Urban Dynamics Blog

Minneapolis City Council wants to divest from fossil fuels and reality

By Matt Johnson

According to the Star Tribune,

The Minneapolis City Council on Wednesday asked staff to explore ways the city could ‘stop doing business with financial institutions that invest in the fossil fuel industry and in projects such as the Dakota Access Pipeline,’ including Wells Fargo.

Council Members Alondra Cano and Cam Gordon proposed that city staff report back by July on how the city could end its relationship with banks like Wells Fargo.

Fossil fuels are in most everything we use each day. As the New Mexico Oil and Gas Association explain it,

Fossil fuels are used to fuel cars and airplanes, power electricity plants, and heat our homes. They are also used to make medicines, cosmetics, plastics, synthetic fabrics, and lubricants. When you brushed your teeth today, you used a product made from oil – toothpaste. Look at your shoes – they are a product made from oil. Sunglasses, tires, tennis balls and TV’s are all products of oil and gas.

As you can see, they are an intricate part of our economy, including coffee. Yes! Coffee!
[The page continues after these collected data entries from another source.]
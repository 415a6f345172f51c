use crate::modules::bookings::core::availability::eligible_next;
use crate::modules::bookings::core::slot_grid::SlotGrid;
use crate::modules::bookings::core::time_point::TimePoint;
use chrono::NaiveDate;
use serde::{Deserialize, Serialize};

#[derive(Debug, thiserror::Error, PartialEq, Eq)]
pub enum SelectionError {
    #[error("both a start and an end time must be selected")]
    IncompleteSelection,
}

#[derive(Debug, Clone, Copy, PartialEq, Eq, Serialize, Deserialize)]
#[serde(rename_all = "snake_case")]
pub enum RejectReason {
    /// The slot lies beyond the remaining daily budget or before the chosen start.
    OutOfBudgetOrPast,
    /// Start and end are already chosen; one of them has to be removed first.
    SelectionFull,
    NotOnGrid,
}

#[derive(Debug, Clone, Copy, PartialEq, Eq, Serialize, Deserialize)]
#[serde(tag = "result", rename_all = "snake_case")]
pub enum ToggleOutcome {
    SelectionChanged,
    Rejected { reason: RejectReason },
}

/// Start and end slot picked for one date, in the order they were picked.
#[derive(Debug, Clone, PartialEq, Eq, Serialize)]
pub struct RangeSelection {
    date: NaiveDate,
    points: Vec<TimePoint>,
}

impl RangeSelection {
    pub fn new(date: NaiveDate) -> Self {
        Self {
            date,
            points: Vec::with_capacity(2),
        }
    }

    pub fn date(&self) -> NaiveDate {
        self.date
    }

    pub fn points(&self) -> &[TimePoint] {
        &self.points
    }

    pub fn len(&self) -> usize {
        self.points.len()
    }

    pub fn is_empty(&self) -> bool {
        self.points.is_empty()
    }

    pub fn contains(&self, slot: TimePoint) -> bool {
        self.points.contains(&slot)
    }

    /// Slots that may be added next given the remaining daily budget.
    pub fn eligible_next(&self, grid: &SlotGrid, remaining_hours: f64) -> Vec<TimePoint> {
        eligible_next(grid, &self.points, remaining_hours)
            .into_iter()
            .collect()
    }

    pub fn toggle(
        &mut self,
        grid: &SlotGrid,
        slot: TimePoint,
        remaining_hours: f64,
    ) -> ToggleOutcome {
        if self.contains(slot) {
            self.points.retain(|p| *p != slot);
            return ToggleOutcome::SelectionChanged;
        }
        if !grid.contains(slot) {
            return ToggleOutcome::Rejected {
                reason: RejectReason::NotOnGrid,
            };
        }
        match self.points.len() {
            0 => {
                self.points.push(slot);
                ToggleOutcome::SelectionChanged
            }
            1 if self.eligible_next(grid, remaining_hours).contains(&slot) => {
                self.points.push(slot);
                ToggleOutcome::SelectionChanged
            }
            1 => ToggleOutcome::Rejected {
                reason: RejectReason::OutOfBudgetOrPast,
            },
            _ => ToggleOutcome::Rejected {
                reason: RejectReason::SelectionFull,
            },
        }
    }

    pub fn endpoints(&self) -> Result<(TimePoint, TimePoint), SelectionError> {
        match self.points.as_slice() {
            [start, end] => Ok((*start, *end)),
            _ => Err(SelectionError::IncompleteSelection),
        }
    }
}

#[cfg(test)]
mod range_selection_tests {
    use super::*;
    use crate::modules::bookings::core::slot_grid::generate;
    use rstest::{fixture, rstest};

    fn at(hour: u32, minute: u32) -> TimePoint {
        TimePoint::from_hm(hour, minute).unwrap()
    }

    #[fixture]
    fn grid() -> SlotGrid {
        generate(at(7, 0), at(10, 0), 30).unwrap()
    }

    #[fixture]
    fn selection() -> RangeSelection {
        RangeSelection::new(NaiveDate::from_ymd_opt(2026, 10, 19).unwrap())
    }

    #[rstest]
    fn it_should_accept_any_first_slot(grid: SlotGrid, mut selection: RangeSelection) {
        let outcome = selection.toggle(&grid, at(9, 30), 0.0);
        assert_eq!(outcome, ToggleOutcome::SelectionChanged);
        assert_eq!(selection.points(), &[at(9, 30)]);
    }

    #[rstest]
    fn it_should_accept_an_end_within_the_budget(grid: SlotGrid, mut selection: RangeSelection) {
        selection.toggle(&grid, at(7, 0), 2.0);
        let outcome = selection.toggle(&grid, at(9, 0), 2.0);
        assert_eq!(outcome, ToggleOutcome::SelectionChanged);
        assert_eq!(selection.endpoints(), Ok((at(7, 0), at(9, 0))));
    }

    #[rstest]
    #[case(at(9, 30))]
    #[case(at(7, 0))]
    fn it_should_reject_an_end_beyond_the_budget_or_before_the_start(
        grid: SlotGrid,
        mut selection: RangeSelection,
        #[case] end: TimePoint,
    ) {
        selection.toggle(&grid, at(7, 30), 1.5);
        let outcome = selection.toggle(&grid, end, 1.5);
        assert_eq!(
            outcome,
            ToggleOutcome::Rejected {
                reason: RejectReason::OutOfBudgetOrPast
            }
        );
        assert_eq!(selection.points(), &[at(7, 30)]);
    }

    #[rstest]
    fn it_should_refuse_a_third_slot(grid: SlotGrid, mut selection: RangeSelection) {
        selection.toggle(&grid, at(7, 0), 3.0);
        selection.toggle(&grid, at(8, 0), 3.0);
        let outcome = selection.toggle(&grid, at(8, 30), 3.0);
        assert_eq!(
            outcome,
            ToggleOutcome::Rejected {
                reason: RejectReason::SelectionFull
            }
        );
        assert_eq!(selection.len(), 2);
    }

    #[rstest]
    fn it_should_refuse_a_slot_off_the_grid(grid: SlotGrid, mut selection: RangeSelection) {
        let outcome = selection.toggle(&grid, at(7, 10), 3.0);
        assert_eq!(
            outcome,
            ToggleOutcome::Rejected {
                reason: RejectReason::NotOnGrid
            }
        );
        assert!(selection.is_empty());
    }

    #[rstest]
    fn toggling_the_start_twice_restores_an_empty_selection(
        grid: SlotGrid,
        mut selection: RangeSelection,
    ) {
        let before = selection.clone();
        selection.toggle(&grid, at(8, 0), 1.0);
        selection.toggle(&grid, at(8, 0), 1.0);
        assert_eq!(selection, before);
    }

    #[rstest]
    fn toggling_the_end_twice_restores_the_single_start(
        grid: SlotGrid,
        mut selection: RangeSelection,
    ) {
        selection.toggle(&grid, at(8, 0), 1.0);
        let before = selection.clone();
        selection.toggle(&grid, at(8, 30), 1.0);
        selection.toggle(&grid, at(8, 30), 1.0);
        assert_eq!(selection, before);
    }

    #[rstest]
    fn removing_the_start_keeps_the_end_as_the_new_anchor(
        grid: SlotGrid,
        mut selection: RangeSelection,
    ) {
        selection.toggle(&grid, at(7, 0), 2.0);
        selection.toggle(&grid, at(8, 0), 2.0);
        selection.toggle(&grid, at(7, 0), 2.0);
        assert_eq!(selection.points(), &[at(8, 0)]);
        assert_eq!(
            selection.eligible_next(&grid, 1.0),
            vec![at(8, 30), at(9, 0)]
        );
    }

    #[rstest]
    #[case(vec![])]
    #[case(vec![at(7, 0)])]
    fn it_should_refuse_endpoints_of_an_incomplete_selection(
        grid: SlotGrid,
        mut selection: RangeSelection,
        #[case] picks: Vec<TimePoint>,
    ) {
        for pick in picks {
            selection.toggle(&grid, pick, 2.0);
        }
        assert_eq!(selection.endpoints(), Err(SelectionError::IncompleteSelection));
    }
}
pub mod bookings;
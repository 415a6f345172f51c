use crate::modules::bookings::core::booking::BookingRequest;
use crate::modules::bookings::core::range_selection::SelectionError;

pub enum ConfirmDecision {
    Submit { request: BookingRequest },
    Rejected { reason: SelectionError },
}
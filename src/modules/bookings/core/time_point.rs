use chrono::{NaiveTime, TimeDelta, Timelike};
use serde::{Deserialize, Serialize};
use std::fmt;
use std::str::FromStr;

#[derive(Debug, thiserror::Error, PartialEq, Eq)]
#[error("invalid time of day '{0}', expected HH:MM")]
pub struct ParseTimePointError(pub String);

/// Time of day at minute precision.
#[derive(Debug, Clone, Copy, PartialEq, Eq, PartialOrd, Ord, Hash, Serialize, Deserialize)]
#[serde(try_from = "String", into = "String")]
pub struct TimePoint(NaiveTime);

impl TimePoint {
    pub fn from_hm(hour: u32, minute: u32) -> Option<Self> {
        NaiveTime::from_hms_opt(hour, minute, 0).map(Self)
    }

    pub fn hour(&self) -> u32 {
        self.0.hour()
    }

    pub fn minute(&self) -> u32 {
        self.0.minute()
    }

    /// Signed number of minutes from `earlier` to `self`.
    pub fn minutes_since(&self, earlier: TimePoint) -> i64 {
        self.0.signed_duration_since(earlier.0).num_minutes()
    }

    /// Returns `None` when the result would wrap past midnight.
    pub fn checked_add_minutes(&self, minutes: i64) -> Option<TimePoint> {
        let (next, wrapped_seconds) = self
            .0
            .overflowing_add_signed(TimeDelta::try_minutes(minutes)?);
        (wrapped_seconds == 0).then_some(Self(next))
    }
}

impl From<NaiveTime> for TimePoint {
    fn from(value: NaiveTime) -> Self {
        Self(value.with_second(0).and_then(|t| t.with_nanosecond(0)).unwrap_or(value))
    }
}

impl fmt::Display for TimePoint {
    fn fmt(&self, f: &mut fmt::Formatter<'_>) -> fmt::Result {
        write!(f, "{}", self.0.format("%H:%M"))
    }
}

impl FromStr for TimePoint {
    type Err = ParseTimePointError;

    fn from_str(s: &str) -> Result<Self, Self::Err> {
        NaiveTime::parse_from_str(s.trim(), "%H:%M")
            .map(Self)
            .map_err(|_| ParseTimePointError(s.to_string()))
    }
}

impl TryFrom<String> for TimePoint {
    type Error = ParseTimePointError;

    fn try_from(value: String) -> Result<Self, Self::Error> {
        value.parse()
    }
}

impl From<TimePoint> for String {
    fn from(value: TimePoint) -> Self {
        value.to_string()
    }
}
Assuming the council meeting was in the morning on Wednesday, December 7th , which it usually is (this blogger may have some experience in such matters), it is probably the case Council Members Alondra Cano and Cam Gordon stopped by the break room to grab some delicious coffee before heading to the city council chambers to unanimously pass anti-fossil fuel legislation. And so this is where the rubber (also made from fossil fuels) hits the road.
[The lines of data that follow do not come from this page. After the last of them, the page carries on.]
use crate::modules::bookings::adapters::outbound::booking_authority::{
    AuthorityError, BookingAuthority, within_deadline,
};
use crate::modules::bookings::adapters::outbound::session_store::{SessionStore, SessionStoreError};
use crate::modules::bookings::core::booking::BookingOutcome;
use crate::modules::bookings::core::budget::DailyBudget;
use crate::modules::bookings::core::grid_view::GridView;
use crate::modules::bookings::core::range_selection::ToggleOutcome;
use crate::modules::bookings::core::slot_grid::SlotGridGenerator;
use crate::modules::bookings::core::wizard::{WizardError, WizardSession};
use crate::modules::bookings::use_cases::confirm_booking::coordinator::BookingCoordinator;
use crate::modules::bookings::use_cases::run_booking_wizard::command::WizardCommand;
use crate::modules::bookings::use_cases::run_booking_wizard::response::{
    TimeSelectionView, WizardResponse, prompt_for,
};
use crate::shared::core::primitives::SessionId;
use crate::shared::infrastructure::identity::{IdentityError, ParticipantDirectory};
use std::sync::Arc;
use std::time::Duration;
use thiserror::Error;

#[derive(Debug, Error)]
pub enum ApplicationError {
    #[error(transparent)]
    Session(#[from] SessionStoreError),

    #[error(transparent)]
    Identity(#[from] IdentityError),

    #[error(transparent)]
    Authority(#[from] AuthorityError),

    #[error(transparent)]
    Wizard(#[from] WizardError),
}

#[derive(Default)]
struct Effects {
    toggle: Option<ToggleOutcome>,
    outcome: Option<BookingOutcome>,
    remaining_hours: Option<f64>,
}

/// Drives booking sessions: date selection, time selection and confirmation.
///
/// A session is loaded, changed and saved back per command. The changed session is only
/// saved once the response for it could be built, so a failing authority read leaves the
/// stored session untouched. Once the authority has answered a confirmation the session is
/// saved first, and the outcome is returned even when that save fails.
pub struct BookingWizardHandler<TStore, TAuthority, TDirectory>
where
    TStore: SessionStore + 'static,
    TAuthority: BookingAuthority + 'static,
    TDirectory: ParticipantDirectory + 'static,
{
    sessions: Arc<TStore>,
    authority: Arc<TAuthority>,
    directory: Arc<TDirectory>,
    grids: SlotGridGenerator,
    coordinator: BookingCoordinator<TAuthority>,
    deadline: Option<Duration>,
}

impl<TStore, TAuthority, TDirectory> BookingWizardHandler<TStore, TAuthority, TDirectory>
where
    TStore: SessionStore + 'static,
    TAuthority: BookingAuthority + 'static,
    TDirectory: ParticipantDirectory + 'static,
{
    pub fn new(
        sessions: Arc<TStore>,
        authority: Arc<TAuthority>,
        directory: Arc<TDirectory>,
        grids: SlotGridGenerator,
        deadline: Option<Duration>,
    ) -> Self {
        Self {
            coordinator: BookingCoordinator::new(authority.clone(), deadline),
            sessions,
            authority,
            directory,
            grids,
            deadline,
        }
    }

    pub async fn start(&self, external_identity: &str) -> Result<WizardResponse, ApplicationError> {
        let participant_id = self.directory.resolve_participant(external_identity).await?;
        let session = WizardSession::new(participant_id);
        let response = self.respond(&session, Effects::default()).await?;
        self.sessions.insert(session.clone()).await?;
        tracing::info!(session_id = %session.id(), participant_id = %session.participant_id(), "booking session started");
        Ok(response)
    }

    /// Current state of a session; re-reads the budget when time is being chosen.
    pub async fn view(&self, session_id: SessionId) -> Result<WizardResponse, ApplicationError> {
        let session = self.sessions.load(session_id).await?;
        self.respond(&session, Effects::default()).await
    }

    pub async fn handle(
        &self,
        session_id: SessionId,
        command: WizardCommand,
    ) -> Result<WizardResponse, ApplicationError> {
        let mut session = self.sessions.load(session_id).await?;
        let mut effects = Effects::default();

        match command {
            WizardCommand::SelectDate { date } => {
                session.select_date(date, (self.grids)(date))?;
                tracing::info!(%session_id, %date, "date selected");
            }
            WizardCommand::ToggleSlot { slot } => {
                let date = session.selection_for("toggle slot")?.date();
                let hours = within_deadline(
                    self.deadline,
                    self.authority
                        .remaining_daily_hours(session.participant_id(), date),
                )
                .await?;
                let toggle = session.toggle_slot(slot, hours)?;
                if let ToggleOutcome::Rejected { reason } = toggle {
                    tracing::debug!(%session_id, %slot, ?reason, "slot toggle rejected");
                }
                effects.toggle = Some(toggle);
                effects.remaining_hours = Some(hours);
            }
            WizardCommand::Confirm => {
                let outcome = self
                    .coordinator
                    .confirm(session.selection_for("confirm")?, session.participant_id())
                    .await;
                session.settle(&outcome)?;
                effects.outcome = Some(outcome);
            }
            WizardCommand::Back => session.back()?,
            WizardCommand::Quit => {
                session.quit()?;
                tracing::info!(%session_id, "booking session cancelled");
            }
        }

        if let Some(outcome) = effects.outcome.as_ref().filter(|o| o.reached_authority()) {
            if let Err(error) = self.sessions.save(session.clone()).await {
                tracing::error!(%session_id, %error, ?outcome, "booking outcome not stored on the session");
            }
            return self.respond(&session, effects).await;
        }

        let response = self.respond(&session, effects).await?;
        self.sessions.save(session).await?;
        Ok(response)
    }

    /// Drops a session from the store, finished or not.
    pub async fn evict(&self, session_id: SessionId) -> Result<(), ApplicationError> {
        self.sessions
            .evict(session_id)
            .await?
            .ok_or(SessionStoreError::NotFound(session_id))?;
        tracing::debug!(%session_id, "booking session evicted");
        Ok(())
    }

    async fn respond(
        &self,
        session: &WizardSession,
        effects: Effects,
    ) -> Result<WizardResponse, ApplicationError> {
        let time_selection = match (session.grid(), session.selection()) {
            (Some(grid), Some(selection)) => {
                let hours = match effects.remaining_hours {
                    Some(hours) => hours,
                    None => {
                        within_deadline(
                            self.deadline,
                            self.authority
                                .remaining_daily_hours(session.participant_id(), selection.date()),
                        )
                        .await?
                    }
                };
                let daily_bookings = within_deadline(
                    self.deadline,
                    self.authority.daily_bookings(selection.date()),
                )
                .await
                .unwrap_or_else(|error| {
                    tracing::warn!(%error, date = %selection.date(), "daily bookings unavailable");
                    Vec::new()
                });
                Some(TimeSelectionView {
                    date: selection.date(),
                    budget: DailyBudget::from_hours(hours),
                    daily_bookings,
                    grid: GridView::render(grid, selection.points(), hours),
                })
            }
            _ => None,
        };

        Ok(WizardResponse {
            session_id: session.id(),
            stage: session.stage_kind(),
            prompt: prompt_for(session.stage_kind(), time_selection.as_ref()),
            toggle: effects.toggle,
            notice: effects.outcome.as_ref().map(BookingOutcome::notice),
            outcome: effects.outcome,
            time_selection,
        })
    }
}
Everything from the production of the coffee container in the break room to the supply chain management system that is needed to move coffee product from one location to another requires energy, and that energy derives from fossil fuels, i.e., coffee production and the transportation system. Matter of fact, the coffee maker itself probably contains parts made from fossil fuels.
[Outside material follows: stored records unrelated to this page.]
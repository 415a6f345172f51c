use std::sync::Arc;
use tracing_subscriber::{EnvFilter, fmt};

use time_bookings::modules::bookings::adapters::outbound::booking_authority_in_memory::InMemoryBookingAuthority;
use time_bookings::modules::bookings::adapters::outbound::session_store_in_memory::InMemorySessionStore;
use time_bookings::modules::bookings::use_cases::run_booking_wizard::handler::BookingWizardHandler;
use time_bookings::shared::infrastructure::identity::in_memory::InMemoryParticipantDirectory;
use time_bookings::shell::config::AppConfig;
use time_bookings::shell::http::router;
use time_bookings::shell::state::AppState;

#[tokio::main]
async fn main() -> anyhow::Result<()> {
    dotenvy::dotenv().ok();
    fmt().with_env_filter(EnvFilter::from_default_env()).init();

    let config = AppConfig::from_env()?;
    let grids = config.grid_generator()?;

    // In-memory deps for now
    let sessions = Arc::new(InMemorySessionStore::new());
    let authority = Arc::new(InMemoryBookingAuthority::new(config.daily_hours));
    let directory = Arc::new(InMemoryParticipantDirectory::new());
    for (external_identity, participant_id) in config.participants.iter().cloned() {
        directory.register(external_identity, participant_id).await;
    }

    let wizard = Arc::new(BookingWizardHandler::new(
        sessions,
        authority,
        directory,
        grids,
        config.authority_timeout,
    ));

    let app = router(AppState { wizard });

    tracing::info!(
        addr = %config.http_addr,
        day_start = %config.grid.day_start,
        day_end = %config.grid.day_end,
        interval_minutes = config.grid.interval_minutes,
        "booking service listening"
    );
    let listener = tokio::net::TcpListener::bind(config.http_addr).await?;
    axum::serve(listener, app).await?;
    Ok(())
}
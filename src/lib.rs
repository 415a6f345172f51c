pub mod shared {
    pub mod core {
        pub mod primitives;
    }
    pub mod infrastructure {
        pub mod identity;
    }
}

pub mod modules {
    pub mod bookings {
        pub mod core {
            pub mod availability;
            pub mod booking;
            pub mod budget;
            pub mod grid_view;
            pub mod range_selection;
            pub mod slot_grid;
            pub mod time_point;
            pub mod wizard;
        }
        pub mod use_cases {
            pub mod confirm_booking {
                pub mod coordinator;
                pub mod decide;
                pub mod decision;
            }
            pub mod run_booking_wizard {
                pub mod command;
                pub mod handler;
                pub mod response;
                pub mod inbound {
                    pub mod http;
                }
            }
        }
        pub mod adapters {
            pub mod outbound {
                pub mod booking_authority;
                pub mod booking_authority_in_memory;
                pub mod session_store;
                pub mod session_store_in_memory;
            }
        }
    }
}

pub mod shell;
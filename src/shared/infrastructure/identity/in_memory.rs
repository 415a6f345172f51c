use crate::shared::core::primitives::ParticipantId;
use crate::shared::infrastructure::identity::{IdentityError, ParticipantDirectory};
use std::collections::HashMap;
use tokio::sync::RwLock;

#[derive(Default)]
pub struct InMemoryParticipantDirectory {
    participants: RwLock<HashMap<String, ParticipantId>>,
    is_offline: bool,
}

impl InMemoryParticipantDirectory {
    pub fn new() -> Self {
        Self::default()
    }

    pub fn toggle_offline(&mut self) {
        self.is_offline = !self.is_offline;
    }

    pub async fn register(&self, external_identity: impl Into<String>, participant_id: ParticipantId) {
        self.participants
            .write()
            .await
            .insert(external_identity.into(), participant_id);
    }
}

#[async_trait::async_trait]
impl ParticipantDirectory for InMemoryParticipantDirectory {
    async fn resolve_participant(
        &self,
        external_identity: &str,
    ) -> Result<ParticipantId, IdentityError> {
        if self.is_offline {
            return Err(IdentityError::Backend("Participant directory offline".into()));
        }
        self.participants
            .read()
            .await
            .get(external_identity)
            .cloned()
            .ok_or_else(|| IdentityError::NotRegistered(external_identity.to_string()))
    }
}
use crate::modules::bookings::core::slot_grid::{SlotGridConfig, SlotGridError, SlotGridGenerator};
use crate::shared::core::primitives::ParticipantId;
use std::net::SocketAddr;
use std::time::Duration;
use thiserror::Error;

#[derive(Debug, Error, PartialEq, Eq)]
pub enum ConfigError {
    #[error("{key}={value} is invalid: {reason}")]
    Invalid {
        key: &'static str,
        value: String,
        reason: String,
    },

    #[error(transparent)]
    Grid(#[from] SlotGridError),
}

#[derive(Debug, Clone, PartialEq)]
pub struct AppConfig {
    pub grid: SlotGridConfig,
    pub authority_timeout: Option<Duration>,
    pub daily_hours: f64,
    /// `external identity -> participant` pairs seeded into the in-memory directory.
    pub participants: Vec<(String, ParticipantId)>,
    pub http_addr: SocketAddr,
}

impl AppConfig {
    pub fn from_env() -> Result<Self, ConfigError> {
        Self::from_lookup(|key| std::env::var(key).ok())
    }

    pub fn from_lookup(lookup: impl Fn(&str) -> Option<String>) -> Result<Self, ConfigError> {
        let defaults = SlotGridConfig::default();
        let grid = SlotGridConfig {
            day_start: parse_or(&lookup, "BOOKING_DAY_START", defaults.day_start)?,
            day_end: parse_or(&lookup, "BOOKING_DAY_END", defaults.day_end)?,
            interval_minutes: parse_or(
                &lookup,
                "BOOKING_SLOT_INTERVAL_MINUTES",
                defaults.interval_minutes,
            )?,
        };
        grid.generate()?;

        let authority_timeout = match lookup("BOOKING_AUTHORITY_TIMEOUT_MS") {
            Some(value) => Some(Duration::from_millis(parse(
                "BOOKING_AUTHORITY_TIMEOUT_MS",
                &value,
            )?)),
            None => None,
        };

        let daily_hours: f64 = parse_or(&lookup, "BOOKING_DAILY_HOURS", 2.0)?;
        if !daily_hours.is_finite() || daily_hours < 0.0 {
            return Err(ConfigError::Invalid {
                key: "BOOKING_DAILY_HOURS",
                value: daily_hours.to_string(),
                reason: "must be a non-negative number of hours".into(),
            });
        }

        let participants = match lookup("BOOKING_PARTICIPANTS") {
            Some(value) => parse_participants(&value)?,
            None => Vec::new(),
        };

        Ok(Self {
            grid,
            authority_timeout,
            daily_hours,
            participants,
            http_addr: parse_or(&lookup, "HTTP_ADDR", SocketAddr::from(([0, 0, 0, 0], 8080)))?,
        })
    }

    pub fn grid_generator(&self) -> Result<SlotGridGenerator, ConfigError> {
        Ok(self.grid.generator()?)
    }
}

fn parse<T>(key: &'static str, value: &str) -> Result<T, ConfigError>
where
    T: std::str::FromStr,
    T::Err: std::fmt::Display,
{
    value.trim().parse().map_err(|e: T::Err| ConfigError::Invalid {
        key,
        value: value.to_string(),
        reason: e.to_string(),
    })
}

fn parse_or<T>(
    lookup: &impl Fn(&str) -> Option<String>,
    key: &'static str,
    default: T,
) -> Result<T, ConfigError>
where
    T: std::str::FromStr,
    T::Err: std::fmt::Display,
{
    match lookup(key) {
        Some(value) => parse(key, &value),
        None => Ok(default),
    }
}

/// `tg-1001=participant-0001,tg-1002=participant-0002`
fn parse_participants(value: &str) -> Result<Vec<(String, ParticipantId)>, ConfigError> {
    value
        .split(',')
        .map(str::trim)
        .filter(|pair| !pair.is_empty())
        .map(|pair| match pair.split_once('=') {
            Some((external, participant)) if !external.trim().is_empty() && !participant.trim().is_empty() => {
                Ok((external.trim().to_string(), ParticipantId::new(participant.trim())))
            }
            _ => Err(ConfigError::Invalid {
                key: "BOOKING_PARTICIPANTS",
                value: pair.to_string(),
                reason: "expected external=participant".into(),
            }),
        })
        .collect()
}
So when Cano and Gordon fill up their coffee cups in the morning before heading to the chambers to pass anti-fossil fuel policy which will result in driving out 11,000 jobs according to the Star Tribune, and a competitor in the financial industry, which is the highest paying industry in Minneapolis (more on this in my next blog), well…? I’m sure you see where I’m going with this.

In fairness to Cano and Gordon, they aren’t alone. It is probably the case that a large proportion of Americans don’t realize how significant fossil fuels are in our society. From using a toothbrush in the morning to daily attire to getting to work and so on and so forth; fossil fuels are there and they’re not going away anytime soon.

Is it unreasonable for us to expect council members from any city to have some knowledge of something they would want to divest? Is it unreasonable for us to expect council members to have some knowledge about the impact divestment would have on the local economy and thus its citizenry?  Is it unreasonable for us to expect council members to have some knowledge of economic policy, public policy, or science policy?


Matt Johnson is a writer for The Systems Scientist and the Urban Dynamics blog; and is a mathematical scientist. He has also contributed to the Iowa State Daily and Our Black News.

You can connect with him directly in the comments section, and follow him on Twitter or on Facebook

You can also follow The Systems Scientist on Twitter or Facebook as well. 




Copyright ©2016 – The Systems Scientist

2 replies »

  1. The fact that we live in a world that is so dominated by fossil fuel products is because governments have been outlawing and giving less advantages to alternative sources of energy. The reason why we now now want to divest from fossil fuels, is to tell the industry that we actually want a choice for alternatives that are not so destructive for the environment and communities. Yes, it is possible, but the grip of some very greedy companies are putting profit over the health and well-being of people and the environment.


    • Good evening, Peter!

      First, thanks for taking the time to read my article and comment. I appreciate it. Second, I noticed you didn’t answer the questions I posed at the end of the article. Why is that? Do you not agree that it is reasonable for us to expect policy makers, in this case council members, to know or have some idea of what they are divesting from?

      Do you not agree that policy makers ought to know or have an idea of the economic and social impact of their decisions? Do you not agree that policy makers ought have some idea of how economic policy, science policy, and public policy work? Are these not reasonable questions citizens ought to be challenging their representatives with?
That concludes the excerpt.